#### What you are asked to do:
Could you filter the data below down to the lines that hold the word "Copy"?

= Beginning of Section =

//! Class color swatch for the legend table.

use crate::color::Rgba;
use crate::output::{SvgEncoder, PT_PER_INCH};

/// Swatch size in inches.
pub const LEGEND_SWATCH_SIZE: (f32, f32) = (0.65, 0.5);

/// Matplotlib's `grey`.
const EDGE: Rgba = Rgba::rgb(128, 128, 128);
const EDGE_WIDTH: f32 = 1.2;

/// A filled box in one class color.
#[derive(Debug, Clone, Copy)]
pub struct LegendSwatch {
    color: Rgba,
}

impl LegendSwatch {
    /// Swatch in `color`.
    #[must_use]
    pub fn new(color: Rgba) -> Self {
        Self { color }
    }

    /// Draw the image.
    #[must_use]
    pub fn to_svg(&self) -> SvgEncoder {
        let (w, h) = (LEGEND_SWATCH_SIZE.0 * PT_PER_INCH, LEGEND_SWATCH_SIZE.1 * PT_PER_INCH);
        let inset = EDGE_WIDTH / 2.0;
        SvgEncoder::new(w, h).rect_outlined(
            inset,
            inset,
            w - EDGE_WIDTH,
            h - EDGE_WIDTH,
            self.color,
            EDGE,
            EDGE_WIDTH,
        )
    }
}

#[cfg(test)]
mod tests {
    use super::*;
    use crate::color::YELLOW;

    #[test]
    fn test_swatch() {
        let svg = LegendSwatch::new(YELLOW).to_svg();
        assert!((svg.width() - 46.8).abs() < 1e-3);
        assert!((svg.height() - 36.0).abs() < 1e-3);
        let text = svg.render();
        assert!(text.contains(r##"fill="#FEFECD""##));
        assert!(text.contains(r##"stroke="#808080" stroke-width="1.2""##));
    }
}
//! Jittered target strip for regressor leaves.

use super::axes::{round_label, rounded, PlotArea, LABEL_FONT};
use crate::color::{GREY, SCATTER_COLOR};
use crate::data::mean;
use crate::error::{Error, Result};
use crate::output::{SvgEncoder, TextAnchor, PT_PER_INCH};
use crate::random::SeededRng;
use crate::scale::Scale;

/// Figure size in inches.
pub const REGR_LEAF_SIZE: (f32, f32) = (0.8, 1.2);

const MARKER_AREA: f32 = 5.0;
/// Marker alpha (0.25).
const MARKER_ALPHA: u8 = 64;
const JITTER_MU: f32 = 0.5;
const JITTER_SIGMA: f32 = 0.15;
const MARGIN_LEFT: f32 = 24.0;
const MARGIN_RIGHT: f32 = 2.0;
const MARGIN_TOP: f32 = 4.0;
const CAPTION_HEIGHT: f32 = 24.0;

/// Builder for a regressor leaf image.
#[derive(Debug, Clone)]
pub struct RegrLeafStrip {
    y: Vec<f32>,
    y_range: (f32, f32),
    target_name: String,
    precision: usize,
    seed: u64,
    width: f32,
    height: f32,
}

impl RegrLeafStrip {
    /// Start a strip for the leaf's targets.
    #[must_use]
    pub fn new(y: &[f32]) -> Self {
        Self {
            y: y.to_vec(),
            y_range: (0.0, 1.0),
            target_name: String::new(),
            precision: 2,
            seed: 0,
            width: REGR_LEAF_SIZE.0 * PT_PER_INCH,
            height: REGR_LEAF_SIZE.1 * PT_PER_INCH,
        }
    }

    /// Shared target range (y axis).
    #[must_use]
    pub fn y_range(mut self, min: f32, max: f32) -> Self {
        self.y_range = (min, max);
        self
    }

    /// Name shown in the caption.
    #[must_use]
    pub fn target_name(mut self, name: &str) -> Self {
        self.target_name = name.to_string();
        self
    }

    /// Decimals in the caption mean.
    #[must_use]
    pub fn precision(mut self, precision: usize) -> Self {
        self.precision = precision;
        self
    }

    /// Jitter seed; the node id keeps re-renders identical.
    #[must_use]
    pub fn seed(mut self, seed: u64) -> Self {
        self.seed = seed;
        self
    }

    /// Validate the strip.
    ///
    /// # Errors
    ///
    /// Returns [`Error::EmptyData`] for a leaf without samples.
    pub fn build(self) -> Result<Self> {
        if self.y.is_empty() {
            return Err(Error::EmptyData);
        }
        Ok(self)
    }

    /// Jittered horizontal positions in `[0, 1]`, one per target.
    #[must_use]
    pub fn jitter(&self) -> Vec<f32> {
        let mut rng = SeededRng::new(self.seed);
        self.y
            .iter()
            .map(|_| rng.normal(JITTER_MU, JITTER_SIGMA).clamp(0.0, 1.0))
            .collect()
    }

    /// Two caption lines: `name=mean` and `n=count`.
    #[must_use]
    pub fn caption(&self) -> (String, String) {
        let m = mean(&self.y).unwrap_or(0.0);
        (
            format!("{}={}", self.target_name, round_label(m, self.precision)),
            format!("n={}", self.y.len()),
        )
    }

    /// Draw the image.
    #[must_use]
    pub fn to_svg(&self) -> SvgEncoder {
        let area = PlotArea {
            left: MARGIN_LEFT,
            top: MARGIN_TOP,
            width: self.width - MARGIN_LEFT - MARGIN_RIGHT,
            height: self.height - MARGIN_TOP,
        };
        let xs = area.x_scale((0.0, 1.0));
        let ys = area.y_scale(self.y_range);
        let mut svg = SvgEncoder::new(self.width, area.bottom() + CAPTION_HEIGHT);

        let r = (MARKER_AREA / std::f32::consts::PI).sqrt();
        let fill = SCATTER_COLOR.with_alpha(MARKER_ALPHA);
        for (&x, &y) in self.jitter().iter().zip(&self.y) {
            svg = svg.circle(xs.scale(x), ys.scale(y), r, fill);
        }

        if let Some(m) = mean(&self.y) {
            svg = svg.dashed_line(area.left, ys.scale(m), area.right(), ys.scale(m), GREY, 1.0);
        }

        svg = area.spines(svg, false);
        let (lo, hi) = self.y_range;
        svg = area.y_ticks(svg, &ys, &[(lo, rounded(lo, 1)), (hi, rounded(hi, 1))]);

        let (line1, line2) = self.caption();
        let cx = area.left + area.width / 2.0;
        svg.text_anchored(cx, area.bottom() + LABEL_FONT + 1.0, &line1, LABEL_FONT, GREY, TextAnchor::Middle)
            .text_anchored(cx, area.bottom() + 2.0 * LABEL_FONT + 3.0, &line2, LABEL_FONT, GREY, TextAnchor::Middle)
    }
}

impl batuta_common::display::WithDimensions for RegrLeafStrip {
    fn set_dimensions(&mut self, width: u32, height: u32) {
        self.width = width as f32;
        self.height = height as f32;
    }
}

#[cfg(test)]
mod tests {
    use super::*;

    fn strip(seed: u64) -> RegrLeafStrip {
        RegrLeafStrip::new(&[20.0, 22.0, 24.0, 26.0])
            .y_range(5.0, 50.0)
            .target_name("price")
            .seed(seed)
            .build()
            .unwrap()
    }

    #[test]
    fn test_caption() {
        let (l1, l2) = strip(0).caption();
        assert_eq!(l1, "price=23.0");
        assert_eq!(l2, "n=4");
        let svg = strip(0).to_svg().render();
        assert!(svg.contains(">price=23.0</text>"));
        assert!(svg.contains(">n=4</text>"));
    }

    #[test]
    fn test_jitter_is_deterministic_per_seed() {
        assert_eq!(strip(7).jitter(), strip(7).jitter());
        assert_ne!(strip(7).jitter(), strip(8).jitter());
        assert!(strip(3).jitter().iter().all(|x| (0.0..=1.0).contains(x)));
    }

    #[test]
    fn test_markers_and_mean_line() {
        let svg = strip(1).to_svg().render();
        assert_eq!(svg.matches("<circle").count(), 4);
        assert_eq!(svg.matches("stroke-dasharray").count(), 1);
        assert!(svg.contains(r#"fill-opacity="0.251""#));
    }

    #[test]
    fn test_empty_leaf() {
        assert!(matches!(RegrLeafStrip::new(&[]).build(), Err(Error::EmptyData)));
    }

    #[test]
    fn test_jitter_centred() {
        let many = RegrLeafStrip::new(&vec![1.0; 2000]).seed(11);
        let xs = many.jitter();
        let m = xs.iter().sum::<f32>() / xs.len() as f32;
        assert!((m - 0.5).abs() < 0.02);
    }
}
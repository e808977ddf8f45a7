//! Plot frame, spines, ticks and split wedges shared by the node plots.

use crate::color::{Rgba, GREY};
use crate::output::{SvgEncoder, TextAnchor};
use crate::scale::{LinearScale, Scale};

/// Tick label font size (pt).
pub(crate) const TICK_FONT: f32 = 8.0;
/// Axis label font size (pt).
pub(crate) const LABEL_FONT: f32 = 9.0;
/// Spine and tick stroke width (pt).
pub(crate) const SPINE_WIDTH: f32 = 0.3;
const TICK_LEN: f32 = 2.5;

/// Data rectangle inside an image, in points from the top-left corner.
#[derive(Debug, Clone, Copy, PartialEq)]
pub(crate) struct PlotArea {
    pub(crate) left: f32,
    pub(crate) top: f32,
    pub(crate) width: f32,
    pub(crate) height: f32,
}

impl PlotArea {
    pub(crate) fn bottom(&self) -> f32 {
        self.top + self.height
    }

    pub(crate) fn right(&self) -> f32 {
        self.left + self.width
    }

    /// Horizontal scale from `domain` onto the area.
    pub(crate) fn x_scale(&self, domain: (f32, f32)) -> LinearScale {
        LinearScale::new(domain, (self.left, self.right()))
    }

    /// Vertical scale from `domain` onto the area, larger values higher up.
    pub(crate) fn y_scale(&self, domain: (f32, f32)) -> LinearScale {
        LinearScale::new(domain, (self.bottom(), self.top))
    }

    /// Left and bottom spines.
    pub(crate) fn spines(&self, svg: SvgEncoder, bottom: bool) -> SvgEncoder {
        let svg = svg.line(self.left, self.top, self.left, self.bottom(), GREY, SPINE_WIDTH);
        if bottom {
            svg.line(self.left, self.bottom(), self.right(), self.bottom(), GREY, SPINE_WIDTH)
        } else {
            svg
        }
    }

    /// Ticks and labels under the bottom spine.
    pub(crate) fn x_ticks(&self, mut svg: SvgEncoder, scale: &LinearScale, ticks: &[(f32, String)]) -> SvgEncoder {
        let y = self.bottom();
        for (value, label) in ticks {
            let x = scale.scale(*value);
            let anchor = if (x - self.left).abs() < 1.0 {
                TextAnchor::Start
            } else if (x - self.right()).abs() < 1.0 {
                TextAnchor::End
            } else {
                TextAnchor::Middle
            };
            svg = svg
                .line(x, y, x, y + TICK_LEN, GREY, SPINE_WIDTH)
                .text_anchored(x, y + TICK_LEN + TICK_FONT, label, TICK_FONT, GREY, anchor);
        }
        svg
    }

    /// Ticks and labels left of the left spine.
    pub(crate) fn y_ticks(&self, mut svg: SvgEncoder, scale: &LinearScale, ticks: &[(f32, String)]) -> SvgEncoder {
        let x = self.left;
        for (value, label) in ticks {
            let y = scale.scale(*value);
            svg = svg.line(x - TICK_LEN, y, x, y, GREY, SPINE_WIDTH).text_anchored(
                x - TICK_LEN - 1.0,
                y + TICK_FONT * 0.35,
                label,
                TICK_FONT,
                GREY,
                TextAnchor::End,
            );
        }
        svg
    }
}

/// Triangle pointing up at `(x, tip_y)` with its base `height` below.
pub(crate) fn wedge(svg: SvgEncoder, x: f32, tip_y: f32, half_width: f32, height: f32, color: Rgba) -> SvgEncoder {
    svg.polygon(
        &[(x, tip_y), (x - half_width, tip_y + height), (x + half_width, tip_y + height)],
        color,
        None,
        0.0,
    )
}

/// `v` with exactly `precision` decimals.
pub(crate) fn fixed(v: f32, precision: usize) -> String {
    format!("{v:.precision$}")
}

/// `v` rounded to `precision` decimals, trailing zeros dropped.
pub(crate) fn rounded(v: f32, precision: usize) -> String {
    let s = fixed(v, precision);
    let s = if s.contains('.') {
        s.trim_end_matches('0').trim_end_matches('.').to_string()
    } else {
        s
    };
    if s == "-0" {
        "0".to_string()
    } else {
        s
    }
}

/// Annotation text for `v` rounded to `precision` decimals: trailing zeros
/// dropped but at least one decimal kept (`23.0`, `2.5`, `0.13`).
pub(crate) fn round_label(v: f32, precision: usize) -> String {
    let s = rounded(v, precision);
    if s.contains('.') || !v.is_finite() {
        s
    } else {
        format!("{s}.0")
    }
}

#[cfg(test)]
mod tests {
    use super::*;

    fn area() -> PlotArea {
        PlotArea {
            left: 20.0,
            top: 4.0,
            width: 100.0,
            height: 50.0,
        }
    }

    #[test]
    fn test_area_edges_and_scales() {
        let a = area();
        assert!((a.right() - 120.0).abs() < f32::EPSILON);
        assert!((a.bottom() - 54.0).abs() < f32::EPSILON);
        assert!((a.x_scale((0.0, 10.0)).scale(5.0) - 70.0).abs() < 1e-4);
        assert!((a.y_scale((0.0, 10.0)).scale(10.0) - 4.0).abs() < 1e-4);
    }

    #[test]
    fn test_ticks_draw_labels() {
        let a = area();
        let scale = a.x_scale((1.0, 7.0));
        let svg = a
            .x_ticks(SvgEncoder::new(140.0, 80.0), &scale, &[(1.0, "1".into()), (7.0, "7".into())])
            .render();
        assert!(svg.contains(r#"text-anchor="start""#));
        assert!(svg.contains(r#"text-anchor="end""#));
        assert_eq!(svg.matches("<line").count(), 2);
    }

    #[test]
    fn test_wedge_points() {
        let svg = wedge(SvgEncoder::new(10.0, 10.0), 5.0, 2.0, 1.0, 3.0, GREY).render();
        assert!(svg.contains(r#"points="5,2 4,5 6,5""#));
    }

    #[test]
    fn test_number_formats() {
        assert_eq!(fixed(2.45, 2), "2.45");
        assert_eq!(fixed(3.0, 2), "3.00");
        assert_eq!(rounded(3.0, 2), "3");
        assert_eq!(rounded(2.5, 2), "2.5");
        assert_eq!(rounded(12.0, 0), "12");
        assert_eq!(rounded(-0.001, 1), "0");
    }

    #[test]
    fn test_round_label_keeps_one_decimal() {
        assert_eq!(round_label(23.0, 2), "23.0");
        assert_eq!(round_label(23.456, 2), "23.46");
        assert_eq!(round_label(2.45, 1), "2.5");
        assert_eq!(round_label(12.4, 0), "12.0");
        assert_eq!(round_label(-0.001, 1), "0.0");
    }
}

= End of Section =

#### Reply to the task:
#[derive(Debug, Clone, Copy)]
#[derive(Debug, Clone, Copy, PartialEq)]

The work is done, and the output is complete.